Yaşanılan her adli olayı mülteciler ile bağlantılamanın zamanla nefret suçu kapsamında değerlendirilebilecek boyutlara ulaşabileceğini ve bir arada yaşama kültüründe kalıcı yaralar açacağını görmek gerekir. Bu bağlamda yaşananların medya tarafından haberlere konu edilişlerinde etnik, siyasi, dini kimliklerin ön plana çıkarılmasını ve bu kimliklere kriminal anlamlar devşirilmesini gayrı ahlaki ve gayrı insani buluyoruz. Toplum içinde yaşanan olayların abartılarak ve manipüle edilerek dillendirilmesi toplumsal infial potansiyelini arttıracaktır.
Bu haberlerle oluşturulmaya çalışılan toplumsal gerilim eşliğinde dün gece 9 aylık hamile olan Emani Al-Rahmun Sakarya'nın Kaynarca İlçesi’nde başına taşla vurularak 10 aylık küçük oğlu ise boğularak katledildi, katil zanlıları maktulün kocası ile yaşadıkları husumetten dolayı bu suçu işlediklerini itiraf ettiler.
Türkiye’de üç milyonu aşkın Suriyeli misafir ağırlamaktayız. Bu sayının yaklaşık 1.3 milyonu Suriyeli kadın mültecilerden oluşmaktadır. Bu kardeşlerimiz, ülkemizde uluslararası desteğin dışında kendi imkanlarımız ile ağırlanmaktadır.
Bu büyüklükteki bir göç dalgasının toplumsal polarizasyonu keskinleştirmemesi ve yapılan yardımların sürdürülebilir olması için entegrasyon çalışmalarının planlı bir şekilde yürütülmesi gerekmektedir. Bu çalışmalar salt devlet eli ile değil sivil toplum örgütleri aracılığı ile de yapılmalı, yürütülen çalışmaların öteki ile birlikte yaşama kültürünü güçlendirmesi hedeflenmelidir.
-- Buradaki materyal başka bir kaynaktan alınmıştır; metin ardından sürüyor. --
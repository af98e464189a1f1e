use axum::{
    http::StatusCode,
    response::{IntoResponse, Response},
    Json,
};
use serde_json::json;
use thiserror::Error;
use time::Date;
use tracing::error;

/// Everything a handler or the lifecycle engine can fail with. Each variant
/// maps to one HTTP status and a stable `code` string so callers can
/// distinguish failures programmatically.
#[derive(Debug, Error)]
pub enum ApiError {
    #[error("{0}")]
    Validation(String),
    #[error("Member is not part of this kuri")]
    InvalidMember,
    #[error("Invalid credentials")]
    InvalidCredentials,
    #[error("{0}")]
    Forbidden(&'static str),
    #[error("This rotation policy is disabled for this deployment")]
    PolicyDisabled,
    #[error("{0} not found")]
    NotFound(&'static str),
    #[error("User already exists")]
    DuplicateEmail,
    #[error("{0}")]
    Conflict(&'static str),
    #[error("Winner for month {month} cannot be taken before {eligible_on}")]
    TooEarly { month: u32, eligible_on: Date },
    #[error(transparent)]
    Internal(#[from] anyhow::Error),
}

impl ApiError {
    fn status(&self) -> StatusCode {
        match self {
            Self::Validation(_) | Self::InvalidMember => StatusCode::BAD_REQUEST,
            Self::InvalidCredentials => StatusCode::UNAUTHORIZED,
            Self::Forbidden(_) | Self::PolicyDisabled => StatusCode::FORBIDDEN,
            Self::NotFound(_) => StatusCode::NOT_FOUND,
            Self::DuplicateEmail | Self::Conflict(_) => StatusCode::CONFLICT,
            Self::TooEarly { .. } => StatusCode::UNPROCESSABLE_ENTITY,
            Self::Internal(_) => StatusCode::INTERNAL_SERVER_ERROR,
        }
    }

    fn code(&self) -> &'static str {
        match self {
            Self::Validation(_) => "missing_fields",
            Self::InvalidMember => "invalid_member",
            Self::InvalidCredentials => "invalid_credentials",
            Self::Forbidden(_) => "forbidden",
            Self::PolicyDisabled => "policy_disabled",
            Self::NotFound(_) => "not_found",
            Self::DuplicateEmail => "duplicate_email",
            Self::Conflict(_) => "conflict",
            Self::TooEarly { .. } => "too_early",
            Self::Internal(_) => "internal",
        }
    }
}

impl IntoResponse for ApiError {
    fn into_response(self) -> Response {
        let message = match &self {
            Self::Internal(e) => {
                error!(error = %e, "internal error");
                "Internal server error".to_string()
            }
            other => other.to_string(),
        };
        let body = Json(json!({
            "success": false,
            "error": message,
            "code": self.code(),
        }));
        (self.status(), body).into_response()
    }
}
//! Authorization relations between a user and a kuri. Listing uses the
//! broad relation (admin of, member of, or creator); mutation and payment
//! detail use the narrow owner/admin relation.

use uuid::Uuid;

use crate::kuris::model::Kuri;
use crate::users::repo::{Role, User};

/// May this actor mutate the kuri (edit, delete, record payments, assign
/// winners)? Platform admins may act on any scheme; everyone else needs to
/// be its admin or its creator.
pub fn can_manage(actor: &User, kuri: &Kuri) -> bool {
    actor.role == Role::Admin
        || kuri.admin_id == Some(actor.id)
        || kuri.created_by == Some(actor.id)
}

/// Does the kuri show up in this user's listing? Any of the three
/// relationships counts.
pub fn is_visible_to(kuri: &Kuri, user_id: Uuid) -> bool {
    kuri.admin_id == Some(user_id)
        || kuri.created_by == Some(user_id)
        || kuri.is_member(user_id)
}
use std::sync::Arc;

use anyhow::Context;
use sqlx::postgres::PgPoolOptions;

use crate::config::{AppConfig, CodeFormat, JwtConfig, RotationPolicy, StoreConfig};
use crate::kuris::repo::{KuriStore, MemoryKuriStore, PgKuriStore};
use crate::spin::hub::SpinHub;
use crate::users::repo::{MemoryUserStore, PgUserStore, UserStore};

#[derive(Clone)]
pub struct AppState {
    pub users: Arc<dyn UserStore>,
    pub kuris: Arc<dyn KuriStore>,
    pub spins: Arc<SpinHub>,
    pub config: Arc<AppConfig>,
}

impl AppState {
    pub async fn init() -> anyhow::Result<Self> {
        let config = Arc::new(AppConfig::from_env()?);
        Self::with_config(config).await
    }

    pub async fn with_config(config: Arc<AppConfig>) -> anyhow::Result<Self> {
        let (users, kuris): (Arc<dyn UserStore>, Arc<dyn KuriStore>) = match &config.store {
            StoreConfig::Postgres { url } => {
                let db = PgPoolOptions::new()
                    .max_connections(10)
                    .connect(url)
                    .await
                    .context("connect to database")?;

                // Run migrations if present
                if let Err(e) = sqlx::migrate!("./migrations").run(&db).await {
                    tracing::warn!(error = %e, "migrations folder not found or migration failed; continuing");
                }

                (
                    Arc::new(PgUserStore::new(db.clone())),
                    Arc::new(PgKuriStore::new(db)),
                )
            }
            StoreConfig::Memory => (
                Arc::new(MemoryUserStore::default()),
                Arc::new(MemoryKuriStore::default()),
            ),
        };

        Ok(Self {
            users,
            kuris,
            spins: Arc::new(SpinHub::default()),
            config,
        })
    }

    pub fn fake() -> Self {
        let config = Arc::new(AppConfig {
            store: StoreConfig::Memory,
            jwt: JwtConfig {
                secret: "test".into(),
                issuer: "test-issuer".into(),
                audience: "test-aud".into(),
                ttl_minutes: 5,
                refresh_ttl_minutes: 60,
            },
            rotation: RotationPolicy::Nominate,
            code_format: CodeFormat::Alnum,
        });

        Self {
            users: Arc::new(MemoryUserStore::default()),
            kuris: Arc::new(MemoryKuriStore::default()),
            spins: Arc::new(SpinHub::default()),
            config,
        }
    }
}
mod app;
mod auth;
mod config;
mod error;
mod kuris;
mod spin;
mod state;
mod users;

#[tokio::main]
async fn main() -> anyhow::Result<()> {
    dotenvy::dotenv().ok();

    let env_filter = std::env::var("RUST_LOG")
        .unwrap_or_else(|_| "kurifund=debug,axum=info,tower_http=info".to_string());
    let json_logs = std::env::var("LOG_FORMAT")
        .map(|v| v == "json")
        .unwrap_or(false);

    if json_logs {
        tracing_subscriber::fmt()
            .with_env_filter(env_filter)
            .with_target(false)
            .json()
            .init();
    } else {
        tracing_subscriber::fmt().with_env_filter(env_filter).init();
    }

    let app_state = state::AppState::init().await?;
    let app = app::build_app(app_state);
    app::serve(app).await
}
Toplumsal entegrasyonun planlı olarak yapılması, birlikte yaşam kültürünün geliştirilmesini hızlandıracaktır.
Uluslararası göçler, hem göç eden hem de göçü kabul eden toplumlar açısından birçok sorunu beraberinde getirir. Türkiye’ye dönük büyük göç dalgasının kontrollü olarak yönetilmesinde toplumun her kesiminin sorumluluk alması gerekmektedir. Kamp dışında yaşayan ailelerin, vefa ve vicdan timsali olan kadınlarımız tarafından kucaklanması, toplumsal kabul görmelerine yardımcı olunması, kültürel kodlarımızda ve medeniyet tasavvurumuzda yer alan ensar-muhacir kardeşliğini ihya etmesi bütün bu sorunların üstesinden gelinmesine yapısal bir katkı sunacaktır. Böylece Türkiye’nin verdiği destek dışında neredeyse kimsesiz bırakılan Suriyeli kardeşlerimizle ilgili yaratılmaya çalışılan “tekinsiz öteki/ mülteci” algısını yıkabiliriz. Aksi takdirde kabul görmeyen kimliklerin kriminal kimliklere, gettolaşmaların olduğu mekanların olay mahalline dönüşmesi kaçınılmaz olur.
Sivil toplum alanında mücadele yürüten tüm örgütler olarak evlerinden zorla koparılmış bu insanları, mülteci olarak değil insanlık ailesinin fertleri olarak görmek durumundayız. Başta kadın hakları mücadelesi yürüten kuruluşlar, insan hakları örgütleri ve duyarlı sivil toplum kurumları sessizliğe gömülerek, yaşasaydı Cuma günü doğuma alınacak olan Emani Al-Rahmuni’yi mücadelelerinin dışına iterek, Emani’nin şahsında Suriyeli misafirlerimizin “öteki” olmasına müsaade etmemelidir. Memur-Sen olarak Sakarya’da yaşanan menfur olayı, “Vahşetin etnik kimliği, meşru mazereti olamaz” bilinci ile kınıyor faillerin en ağır ceza ile yargılanmasını talep ediyoruz. Bir zulümden kaçarken başka bir zulme kurban giden anne ve yavrularına Allahtan rahmet acılı ailesine sabırlar diliyoruz.